--- Input material Enclosed Below ---
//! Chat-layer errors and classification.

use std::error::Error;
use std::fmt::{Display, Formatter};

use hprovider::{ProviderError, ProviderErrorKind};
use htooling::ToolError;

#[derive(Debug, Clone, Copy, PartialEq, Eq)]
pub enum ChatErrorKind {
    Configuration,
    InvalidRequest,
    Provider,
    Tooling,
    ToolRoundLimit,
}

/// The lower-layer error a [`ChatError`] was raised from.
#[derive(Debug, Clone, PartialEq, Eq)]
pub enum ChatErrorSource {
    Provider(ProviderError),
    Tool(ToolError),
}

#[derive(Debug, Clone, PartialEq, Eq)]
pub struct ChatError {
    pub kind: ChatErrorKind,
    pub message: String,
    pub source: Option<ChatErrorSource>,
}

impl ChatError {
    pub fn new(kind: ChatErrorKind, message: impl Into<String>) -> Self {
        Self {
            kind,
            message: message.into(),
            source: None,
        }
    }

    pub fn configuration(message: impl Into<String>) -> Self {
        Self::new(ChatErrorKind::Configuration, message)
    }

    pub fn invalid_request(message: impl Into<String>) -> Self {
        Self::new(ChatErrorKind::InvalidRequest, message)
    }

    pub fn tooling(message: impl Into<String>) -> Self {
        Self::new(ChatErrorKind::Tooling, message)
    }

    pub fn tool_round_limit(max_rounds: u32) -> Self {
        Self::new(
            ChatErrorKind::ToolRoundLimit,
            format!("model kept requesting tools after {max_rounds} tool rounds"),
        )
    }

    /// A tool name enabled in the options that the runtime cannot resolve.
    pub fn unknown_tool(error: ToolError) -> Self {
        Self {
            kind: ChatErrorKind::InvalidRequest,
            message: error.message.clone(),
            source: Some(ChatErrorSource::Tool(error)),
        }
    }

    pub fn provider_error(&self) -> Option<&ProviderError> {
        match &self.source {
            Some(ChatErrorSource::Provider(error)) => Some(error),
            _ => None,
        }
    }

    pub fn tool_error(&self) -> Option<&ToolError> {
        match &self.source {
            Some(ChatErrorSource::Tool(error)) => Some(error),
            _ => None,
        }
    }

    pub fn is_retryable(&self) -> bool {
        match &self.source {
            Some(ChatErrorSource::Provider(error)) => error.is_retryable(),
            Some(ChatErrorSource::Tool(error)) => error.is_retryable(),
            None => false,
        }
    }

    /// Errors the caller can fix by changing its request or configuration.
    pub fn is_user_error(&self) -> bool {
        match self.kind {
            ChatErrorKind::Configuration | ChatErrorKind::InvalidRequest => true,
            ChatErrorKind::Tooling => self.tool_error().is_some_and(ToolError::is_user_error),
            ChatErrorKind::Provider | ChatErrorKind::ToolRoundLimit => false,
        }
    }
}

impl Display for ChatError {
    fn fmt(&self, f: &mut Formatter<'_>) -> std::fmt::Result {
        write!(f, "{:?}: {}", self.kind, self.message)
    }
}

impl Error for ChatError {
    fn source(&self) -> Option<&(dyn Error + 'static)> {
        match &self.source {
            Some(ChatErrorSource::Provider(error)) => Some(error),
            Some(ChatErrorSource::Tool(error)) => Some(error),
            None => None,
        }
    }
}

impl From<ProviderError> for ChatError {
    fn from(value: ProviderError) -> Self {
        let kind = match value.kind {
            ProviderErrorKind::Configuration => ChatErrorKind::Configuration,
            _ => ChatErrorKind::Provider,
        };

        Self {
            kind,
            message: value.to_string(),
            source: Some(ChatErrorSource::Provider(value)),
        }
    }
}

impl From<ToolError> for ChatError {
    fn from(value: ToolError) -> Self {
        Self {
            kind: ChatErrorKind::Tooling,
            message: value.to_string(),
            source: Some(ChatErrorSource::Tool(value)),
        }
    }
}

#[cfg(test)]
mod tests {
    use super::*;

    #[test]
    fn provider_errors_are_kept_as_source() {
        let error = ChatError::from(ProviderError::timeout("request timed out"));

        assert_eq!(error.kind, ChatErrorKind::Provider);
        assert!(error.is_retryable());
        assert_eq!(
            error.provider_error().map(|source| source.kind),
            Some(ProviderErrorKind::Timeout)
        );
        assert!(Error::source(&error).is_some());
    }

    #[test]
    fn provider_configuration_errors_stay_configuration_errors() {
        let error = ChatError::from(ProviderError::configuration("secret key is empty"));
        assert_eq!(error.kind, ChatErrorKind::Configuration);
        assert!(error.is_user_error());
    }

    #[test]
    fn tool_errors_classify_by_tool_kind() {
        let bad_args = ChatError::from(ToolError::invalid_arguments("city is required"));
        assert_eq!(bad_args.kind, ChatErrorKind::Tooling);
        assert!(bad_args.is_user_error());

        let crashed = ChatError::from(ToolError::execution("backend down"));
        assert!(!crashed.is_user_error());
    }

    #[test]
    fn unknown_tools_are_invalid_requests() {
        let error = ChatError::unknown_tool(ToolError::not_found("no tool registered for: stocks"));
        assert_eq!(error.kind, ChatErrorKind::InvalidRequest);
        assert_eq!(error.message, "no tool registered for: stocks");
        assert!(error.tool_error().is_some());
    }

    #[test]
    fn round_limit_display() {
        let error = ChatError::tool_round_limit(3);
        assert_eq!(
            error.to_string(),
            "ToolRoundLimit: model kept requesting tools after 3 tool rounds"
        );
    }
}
--- End of Enclosed Input material ---
§ Goal of the exercise
Set down all of the data above, word for word.

§ Solution
//! Chat-layer errors and classification.

use std::error::Error;
use std::fmt::{Display, Formatter};

use hprovider::{ProviderError, ProviderErrorKind};
use htooling::ToolError;

#[derive(Debug, Clone, Copy, PartialEq, Eq)]
pub enum ChatErrorKind {
    Configuration,
    InvalidRequest,
    Provider,
    Tooling,
    ToolRoundLimit,
}

/// The lower-layer error a [`ChatError`] was raised from.
#[derive(Debug, Clone, PartialEq, Eq)]
pub enum ChatErrorSource {
    Provider(ProviderError),
    Tool(ToolError),
}

#[derive(Debug, Clone, PartialEq, Eq)]
pub struct ChatError {
    pub kind: ChatErrorKind,
    pub message: String,
    pub source: Option<ChatErrorSource>,
}

impl ChatError {
    pub fn new(kind: ChatErrorKind, message: impl Into<String>) -> Self {
        Self {
            kind,
            message: message.into(),
            source: None,
        }
    }

    pub fn configuration(message: impl Into<String>) -> Self {
        Self::new(ChatErrorKind::Configuration, message)
    }

    pub fn invalid_request(message: impl Into<String>) -> Self {
        Self::new(ChatErrorKind::InvalidRequest, message)
    }

    pub fn tooling(message: impl Into<String>) -> Self {
        Self::new(ChatErrorKind::Tooling, message)
    }

    pub fn tool_round_limit(max_rounds: u32) -> Self {
        Self::new(
            ChatErrorKind::ToolRoundLimit,
            format!("model kept requesting tools after {max_rounds} tool rounds"),
        )
    }

    /// A tool name enabled in the options that the runtime cannot resolve.
    pub fn unknown_tool(error: ToolError) -> Self {
        Self {
            kind: ChatErrorKind::InvalidRequest,
            message: error.message.clone(),
            source: Some(ChatErrorSource::Tool(error)),
        }
    }

    pub fn provider_error(&self) -> Option<&ProviderError> {
        match &self.source {
            Some(ChatErrorSource::Provider(error)) => Some(error),
            _ => None,
        }
    }

    pub fn tool_error(&self) -> Option<&ToolError> {
        match &self.source {
            Some(ChatErrorSource::Tool(error)) => Some(error),
            _ => None,
        }
    }

    pub fn is_retryable(&self) -> bool {
        match &self.source {
            Some(ChatErrorSource::Provider(error)) => error.is_retryable(),
            Some(ChatErrorSource::Tool(error)) => error.is_retryable(),
            None => false,
        }
    }

    /// Errors the caller can fix by changing its request or configuration.
    pub fn is_user_error(&self) -> bool {
        match self.kind {
            ChatErrorKind::Configuration | ChatErrorKind::InvalidRequest => true,
            ChatErrorKind::Tooling => self.tool_error().is_some_and(ToolError::is_user_error),
            ChatErrorKind::Provider | ChatErrorKind::ToolRoundLimit => false,
        }
    }
}

impl Display for ChatError {
    fn fmt(&self, f: &mut Formatter<'_>) -> std::fmt::Result {
        write!(f, "{:?}: {}", self.kind, self.message)
    }
}

impl Error for ChatError {
    fn source(&self) -> Option<&(dyn Error + 'static)> {
        match &self.source {
            Some(ChatErrorSource::Provider(error)) => Some(error),
            Some(ChatErrorSource::Tool(error)) => Some(error),
            None => None,
        }
    }
}

impl From<ProviderError> for ChatError {
    fn from(value: ProviderError) -> Self {
        let kind = match value.kind {
            ProviderErrorKind::Configuration => ChatErrorKind::Configuration,
            _ => ChatErrorKind::Provider,
        };

        Self {
            kind,
            message: value.to_string(),
            source: Some(ChatErrorSource::Provider(value)),
        }
    }
}

impl From<ToolError> for ChatError {
    fn from(value: ToolError) -> Self {
        Self {
            kind: ChatErrorKind::Tooling,
            message: value.to_string(),
            source: Some(ChatErrorSource::Tool(value)),
        }
    }
}

#[cfg(test)]
mod tests {
    use super::*;

    #[test]
    fn provider_errors_are_kept_as_source() {
        let error = ChatError::from(ProviderError::timeout("request timed out"));

        assert_eq!(error.kind, ChatErrorKind::Provider);
        assert!(error.is_retryable());
        assert_eq!(
            error.provider_error().map(|source| source.kind),
            Some(ProviderErrorKind::Timeout)
        );
        assert!(Error::source(&error).is_some());
    }

    #[test]
    fn provider_configuration_errors_stay_configuration_errors() {
        let error = ChatError::from(ProviderError::configuration("secret key is empty"));
        assert_eq!(error.kind, ChatErrorKind::Configuration);
        assert!(error.is_user_error());
    }

    #[test]
    fn tool_errors_classify_by_tool_kind() {
        let bad_args = ChatError::from(ToolError::invalid_arguments("city is required"));
        assert_eq!(bad_args.kind, ChatErrorKind::Tooling);
        assert!(bad_args.is_user_error());

        let crashed = ChatError::from(ToolError::execution("backend down"));
        assert!(!crashed.is_user_error());
    }

    #[test]
    fn unknown_tools_are_invalid_requests() {
        let error = ChatError::unknown_tool(ToolError::not_found("no tool registered for: stocks"));
        assert_eq!(error.kind, ChatErrorKind::InvalidRequest);
        assert_eq!(error.message, "no tool registered for: stocks");
        assert!(error.tool_error().is_some());
    }

    #[test]
    fn round_limit_display() {
        let error = ChatError::tool_round_limit(3);
        assert_eq!(
            error.to_string(),
            "ToolRoundLimit: model kept requesting tools after 3 tool rounds"
        );
    }
}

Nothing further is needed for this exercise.